### Saved data entries
+---+
use crate::domain::market::Timeframe;
use crate::domain::ml::{Direction, RiskLevel, Signal, SignalFilter};
use crate::domain::repositories::SignalStore;
use crate::infrastructure::persistence::datetime_from_unix;
use anyhow::{Context, Result};
use async_trait::async_trait;
use sqlx::sqlite::SqliteRow;
use sqlx::{Row, SqlitePool};
use std::str::FromStr;
use tracing::debug;

pub struct SqliteSignalStore {
    pool: SqlitePool,
}

impl SqliteSignalStore {
    pub fn new(pool: SqlitePool) -> Self {
        Self { pool }
    }

    fn map_row(row: &SqliteRow) -> Result<Signal> {
        let interval: String = row.try_get("interval")?;
        let direction: String = row.try_get("direction")?;
        Ok(Signal {
            id: Some(row.try_get("id")?),
            symbol: row.try_get("symbol")?,
            interval: Timeframe::from_str(&interval)?,
            indicator: row.try_get("indicator")?,
            timestamp: datetime_from_unix(row.try_get("timestamp")?)?,
            direction: Direction::from_str(&direction)?,
            risk: RiskLevel::new(row.try_get("risk")?)?,
            details: row.try_get("details")?,
        })
    }
}

#[async_trait]
impl SignalStore for SqliteSignalStore {
    async fn insert_signals(&self, signals: &[Signal]) -> Result<Vec<Signal>> {
        if signals.is_empty() {
            return Ok(Vec::new());
        }

        let mut tx = self.pool.begin().await?;
        let mut stored = Vec::with_capacity(signals.len());

        for signal in signals {
            let row = sqlx::query(
                r#"
                INSERT INTO signals (symbol, interval, indicator, timestamp, direction, risk, details)
                VALUES (?, ?, ?, ?, ?, ?, ?)
                ON CONFLICT(symbol, interval, indicator, timestamp, direction) DO UPDATE SET
                    risk = excluded.risk,
                    details = excluded.details
                RETURNING id
                "#,
            )
            .bind(&signal.symbol)
            .bind(signal.interval.as_str())
            .bind(&signal.indicator)
            .bind(signal.timestamp.timestamp())
            .bind(signal.direction.as_str())
            .bind(i64::from(signal.risk))
            .bind(&signal.details)
            .fetch_one(&mut *tx)
            .await
            .with_context(|| {
                format!("Failed to insert signal {} {}", signal.indicator, signal.symbol)
            })?;

            let mut saved = signal.clone();
            saved.id = Some(row.try_get("id")?);
            stored.push(saved);
        }

        tx.commit().await?;
        debug!("Persisted {} signals", stored.len());
        Ok(stored)
    }

    async fn list_signals(&self, filter: &SignalFilter) -> Result<Vec<Signal>> {
        let rows = sqlx::query(
            r#"
            SELECT * FROM signals
            WHERE (?1 IS NULL OR symbol = ?1)
              AND (?2 IS NULL OR interval = ?2)
              AND (?3 IS NULL OR indicator = ?3)
              AND (?4 IS NULL OR timestamp >= ?4)
              AND (?5 IS NULL OR timestamp <= ?5)
            ORDER BY timestamp ASC, id ASC
            LIMIT ?6
            "#,
        )
        .bind(filter.symbol.as_deref())
        .bind(filter.interval.map(|i| i.as_str()))
        .bind(filter.indicator.as_deref())
        .bind(filter.from.map(|t| t.timestamp()))
        .bind(filter.to.map(|t| t.timestamp()))
        .bind(filter.limit.map(|l| l as i64).unwrap_or(-1))
        .fetch_all(&self.pool)
        .await
        .context("Failed to list signals")?;

        rows.iter().map(Self::map_row).collect()
    }
}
+---+
### YOUR INSTRUCTIONS
Please report every line among the entries that includes "RiskLevel".

### TASK SOLUTION
use crate::domain::ml::{Direction, RiskLevel, Signal, SignalFilter};
            risk: RiskLevel::new(row.try_get("risk")?)?,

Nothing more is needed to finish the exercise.